#### TASK DIRECTIONS:
Quote exactly the lines from the start of the entries to the one with "arm, right arm).", both ends included.

#### Saved data entries:
::::::

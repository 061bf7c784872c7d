//! Degree-of-freedom tables of the generic humanoid.
//!
//! Body DoFs are grouped by body part (body, head, left leg, right leg, left arm, right arm).
//! Every DoF drives one canonical axis of one bone. Default limits are in degrees.

use super::bones::{FingerBone, HumanBone};

pub const BODY_DOF_COUNT: usize = 55;
pub const DOFS_PER_FINGER: usize = 4;
pub const FINGER_DOF_COUNT: usize = 20;

pub const SPINE_FRONT_BACK: usize = 0;
pub const SPINE_LEFT_RIGHT: usize = 1;
pub const SPINE_TWIST: usize = 2;
pub const CHEST_FRONT_BACK: usize = 3;
pub const CHEST_LEFT_RIGHT: usize = 4;
pub const CHEST_TWIST: usize = 5;
pub const UPPER_CHEST_FRONT_BACK: usize = 6;
pub const UPPER_CHEST_LEFT_RIGHT: usize = 7;
pub const UPPER_CHEST_TWIST: usize = 8;

pub const NECK_NOD: usize = 9;
pub const NECK_TILT: usize = 10;
pub const NECK_TURN: usize = 11;
pub const HEAD_NOD: usize = 12;
pub const HEAD_TILT: usize = 13;
pub const HEAD_TURN: usize = 14;
pub const LEFT_EYE_DOWN_UP: usize = 15;
pub const LEFT_EYE_IN_OUT: usize = 16;
pub const RIGHT_EYE_DOWN_UP: usize = 17;
pub const RIGHT_EYE_IN_OUT: usize = 18;
pub const JAW_CLOSE: usize = 19;
pub const JAW_LEFT_RIGHT: usize = 20;

pub const LEFT_UPPER_LEG_FRONT_BACK: usize = 21;
pub const LEFT_UPPER_LEG_IN_OUT: usize = 22;
pub const LEFT_UPPER_LEG_TWIST: usize = 23;
pub const LEFT_LOWER_LEG_STRETCH: usize = 24;
pub const LEFT_LOWER_LEG_TWIST: usize = 25;
pub const LEFT_FOOT_UP_DOWN: usize = 26;
pub const LEFT_FOOT_TWIST: usize = 27;
pub const LEFT_TOES_UP_DOWN: usize = 28;

pub const RIGHT_UPPER_LEG_FRONT_BACK: usize = 29;
pub const RIGHT_UPPER_LEG_IN_OUT: usize = 30;
pub const RIGHT_UPPER_LEG_TWIST: usize = 31;
pub const RIGHT_LOWER_LEG_STRETCH: usize = 32;
pub const RIGHT_LOWER_LEG_TWIST: usize = 33;
pub const RIGHT_FOOT_UP_DOWN: usize = 34;
pub const RIGHT_FOOT_TWIST: usize = 35;
pub const RIGHT_TOES_UP_DOWN: usize = 36;

pub const LEFT_SHOULDER_DOWN_UP: usize = 37;
pub const LEFT_SHOULDER_FRONT_BACK: usize = 38;
pub const LEFT_ARM_DOWN_UP: usize = 39;
pub const LEFT_ARM_FRONT_BACK: usize = 40;
pub const LEFT_ARM_TWIST: usize = 41;
pub const LEFT_FOREARM_STRETCH: usize = 42;
pub const LEFT_FOREARM_TWIST: usize = 43;
pub const LEFT_HAND_DOWN_UP: usize = 44;
pub const LEFT_HAND_IN_OUT: usize = 45;

pub const RIGHT_SHOULDER_DOWN_UP: usize = 46;
pub const RIGHT_SHOULDER_FRONT_BACK: usize = 47;
pub const RIGHT_ARM_DOWN_UP: usize = 48;
pub const RIGHT_ARM_FRONT_BACK: usize = 49;
pub const RIGHT_ARM_TWIST: usize = 50;
pub const RIGHT_FOREARM_STRETCH: usize = 51;
pub const RIGHT_FOREARM_TWIST: usize = 52;
pub const RIGHT_HAND_DOWN_UP: usize = 53;
pub const RIGHT_HAND_IN_OUT: usize = 54;

#[derive(Clone, Copy, Debug, PartialEq)]
pub struct DofDefinition {
    pub name: &'static str,
    pub bone: HumanBone,
    /// Canonical axis: 0 = X (twist), 1 = Y, 2 = Z.
    pub axis: usize,
    pub min: f32,
    pub max: f32,
}

const fn d(name: &'static str, bone: HumanBone, axis: usize, min: f32, max: f32) -> DofDefinition {
    DofDefinition {
        name,
        bone,
        axis,
        min,
        max,
    }
}

use HumanBone as B;

#[rustfmt::skip]
pub const BODY_DOFS: [DofDefinition; BODY_DOF_COUNT] = [
    d("Spine Front-Back", B::Spine, 2, -40., 40.),
    d("Spine Left-Right", B::Spine, 1, -40., 40.),
    d("Spine Twist Left-Right", B::Spine, 0, -40., 40.),
    d("Chest Front-Back", B::Chest, 2, -40., 40.),
    d("Chest Left-Right", B::Chest, 1, -40., 40.),
    d("Chest Twist Left-Right", B::Chest, 0, -40., 40.),
    d("UpperChest Front-Back", B::UpperChest, 2, -20., 20.),
    d("UpperChest Left-Right", B::UpperChest, 1, -20., 20.),
    d("UpperChest Twist Left-Right", B::UpperChest, 0, -20., 20.),
    d("Neck Nod Down-Up", B::Neck, 2, -40., 40.),
    d("Neck Tilt Left-Right", B::Neck, 1, -40., 40.),
    d("Neck Turn Left-Right", B::Neck, 0, -40., 40.),
    d("Head Nod Down-Up", B::Head, 2, -40., 40.),
    d("Head Tilt Left-Right", B::Head, 1, -40., 40.),
    d("Head Turn Left-Right", B::Head, 0, -40., 40.),
    d("Left Eye Down-Up", B::LeftEye, 2, -10., 15.),
    d("Left Eye In-Out", B::LeftEye, 1, -20., 20.),
    d("Right Eye Down-Up", B::RightEye, 2, -10., 15.),
    d("Right Eye In-Out", B::RightEye, 1, -20., 20.),
    d("Jaw Close", B::Jaw, 2, -10., 10.),
    d("Jaw Left-Right", B::Jaw, 1, -10., 10.),
    d("Left Upper Leg Front-Back", B::LeftUpperLeg, 2, -90., 50.),
    d("Left Upper Leg In-Out", B::LeftUpperLeg, 1, -60., 60.),
    d("Left Upper Leg Twist In-Out", B::LeftUpperLeg, 0, -60., 60.),
    d("Left Lower Leg Stretch", B::LeftLowerLeg, 2, -80., 80.),
    d("Left Lower Leg Twist In-Out", B::LeftLowerLeg, 0, -90., 90.),
    d("Left Foot Up-Down", B::LeftFoot, 2, -50., 50.),
    d("Left Foot Twist In-Out", B::LeftFoot, 1, -30., 30.),
    d("Left Toes Up-Down", B::LeftToes, 2, -50., 50.),
    d("Right Upper Leg Front-Back", B::RightUpperLeg, 2, -90., 50.),
    d("Right Upper Leg In-Out", B::RightUpperLeg, 1, -60., 60.),
    d("Right Upper Leg Twist In-Out", B::RightUpperLeg, 0, -60., 60.),
    d("Right Lower Leg Stretch", B::RightLowerLeg, 2, -80., 80.),
    d("Right Lower Leg Twist In-Out", B::RightLowerLeg, 0, -90., 90.),
    d("Right Foot Up-Down", B::RightFoot, 2, -50., 50.),
    d("Right Foot Twist In-Out", B::RightFoot, 1, -30., 30.),
    d("Right Toes Up-Down", B::RightToes, 2, -50., 50.),
    d("Left Shoulder Down-Up", B::LeftShoulder, 2, -15., 30.),
    d("Left Shoulder Front-Back", B::LeftShoulder, 1, -15., 15.),
    d("Left Arm Down-Up", B::LeftUpperArm, 2, -60., 100.),
    d("Left Arm Front-Back", B::LeftUpperArm, 1, -100., 100.),
    d("Left Arm Twist In-Out", B::LeftUpperArm, 0, -90., 90.),
    d("Left Forearm Stretch", B::LeftLowerArm, 2, -80., 80.),
    d("Left Forearm Twist In-Out", B::LeftLowerArm, 0, -90., 90.),
    d("Left Hand Down-Up", B::LeftHand, 2, -80., 80.),
    d("Left Hand In-Out", B::LeftHand, 1, -40., 40.),
    d("Right Shoulder Down-Up", B::RightShoulder, 2, -15., 30.),
    d("Right Shoulder Front-Back", B::RightShoulder, 1, -15., 15.),
    d("Right Arm Down-Up", B::RightUpperArm, 2, -60., 100.),
    d("Right Arm Front-Back", B::RightUpperArm, 1, -100., 100.),
    d("Right Arm Twist In-Out", B::RightUpperArm, 0, -90., 90.),
    d("Right Forearm Stretch", B::RightLowerArm, 2, -80., 80.),
    d("Right Forearm Twist In-Out", B::RightLowerArm, 0, -90., 90.),
    d("Right Hand Down-Up", B::RightHand, 2, -80., 80.),
    d("Right Hand In-Out", B::RightHand, 1, -40., 40.),
];

#[derive(Clone, Copy, Debug, PartialEq)]
pub struct FingerDofDefinition {
    pub name: &'static str,
    pub bone: FingerBone,
    pub axis: usize,
    pub min: f32,
    pub max: f32,
}

const fn f(name: &'static str, bone: FingerBone, axis: usize, min: f32, max: f32) -> FingerDofDefinition {
    FingerDofDefinition {
        name,
        bone,
        axis,
        min,
        max,
    }
}

use FingerBone as F;

#[rustfmt::skip]
pub const FINGER_DOFS: [FingerDofDefinition; FINGER_DOF_COUNT] = [
    f("Thumb Spread", F::ThumbProximal, 1, -25., 25.),
    f("Thumb 1 Stretched", F::ThumbProximal, 2, -20., 20.),
    f("Thumb 2 Stretched", F::ThumbIntermediate, 2, -40., 35.),
    f("Thumb 3 Stretched", F::ThumbDistal, 2, -40., 35.),
    f("Index Spread", F::IndexProximal, 1, -20., 20.),
    f("Index 1 Stretched", F::IndexProximal, 2, -50., 50.),
    f("Index 2 Stretched", F::IndexIntermediate, 2, -45., 45.),
    f("Index 3 Stretched", F::IndexDistal, 2, -45., 45.),
    f("Middle Spread", F::MiddleProximal, 1, -7.5, 7.5),
    f("Middle 1 Stretched", F::MiddleProximal, 2, -50., 50.),
    f("Middle 2 Stretched", F::MiddleIntermediate, 2, -45., 45.),
    f("Middle 3 Stretched", F::MiddleDistal, 2, -45., 45.),
    f("Ring Spread", F::RingProximal, 1, -7.5, 7.5),
    f("Ring 1 Stretched", F::RingProximal, 2, -50., 50.),
    f("Ring 2 Stretched", F::RingIntermediate, 2, -45., 45.),
    f("Ring 3 Stretched", F::RingDistal, 2, -45., 45.),
    f("Little Spread", F::LittleProximal, 1, -20., 20.),
    f("Little 1 Stretched", F::LittleProximal, 2, -50., 50.),
    f("Little 2 Stretched", F::LittleIntermediate, 2, -45., 45.),
    f("Little 3 Stretched", F::LittleDistal, 2, -45., 45.),
];

/// DoF index of the same motion on the other side of the body, together with the sign the value
/// takes when mirrored. Center bones keep their index and flip their lateral axes.
pub fn mirror_dof(index: usize) -> Option<(usize, f32)> {
    let definition = BODY_DOFS.get(index)?;
    let mirrored_bone = definition.bone.mirror();
    if mirrored_bone == definition.bone {
        // Twist and left-right bends change direction, front-back bends do not.
        let sign = if definition.axis == 2 { 1. } else { -1. };
        return Some((index, sign));
    }
    let target = mirrored_bone.definition().dofs[definition.axis]?;
    Some((target, 1.))
}

pub fn dof_name(index: usize) -> Option<&'static str> {
    BODY_DOFS.get(index).map(|definition| definition.name)
}

pub fn finger_dof_name(index: usize) -> Option<&'static str> {
    FINGER_DOFS.get(index).map(|definition| definition.name)
}

#[cfg(test)]
mod test {
    use super::*;

    #[test]
    fn test_tables_match_bone_definitions() {
        for (index, definition) in BODY_DOFS.iter().enumerate() {
            assert_eq!(
                definition.bone.definition().dofs[definition.axis],
                Some(index),
                "{}",
                definition.name
            );
            assert!(definition.min < definition.max);
        }
        for (index, definition) in FINGER_DOFS.iter().enumerate() {
            assert_eq!(definition.bone.dofs()[definition.axis], Some(index));
        }
    }

    #[test]
    fn test_mirror_dof() {
        assert_eq!(
            mirror_dof(LEFT_ARM_DOWN_UP),
            Some((RIGHT_ARM_DOWN_UP, 1.))
        );
        assert_eq!(
            mirror_dof(RIGHT_UPPER_LEG_TWIST),
            Some((LEFT_UPPER_LEG_TWIST, 1.))
        );
        assert_eq!(mirror_dof(HEAD_TURN), Some((HEAD_TURN, -1.)));
        assert_eq!(mirror_dof(SPINE_FRONT_BACK), Some((SPINE_FRONT_BACK, 1.)));
        assert_eq!(mirror_dof(JAW_LEFT_RIGHT), Some((JAW_LEFT_RIGHT, -1.)));
        assert_eq!(mirror_dof(BODY_DOF_COUNT), None);
    }

    #[test]
    fn test_names() {
        assert_eq!(dof_name(HEAD_NOD), Some("Head Nod Down-Up"));
        assert_eq!(dof_name(99), None);
        assert_eq!(finger_dof_name(5), Some("Index 1 Stretched"));
    }
}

::::::

#### SOLUTION BELOW:
repository 061bf7c784872c7d
//! Degree-of-freedom tables of the generic humanoid.
//!
//! Body DoFs are grouped by body part (body, head, left leg, right leg, left arm, right arm).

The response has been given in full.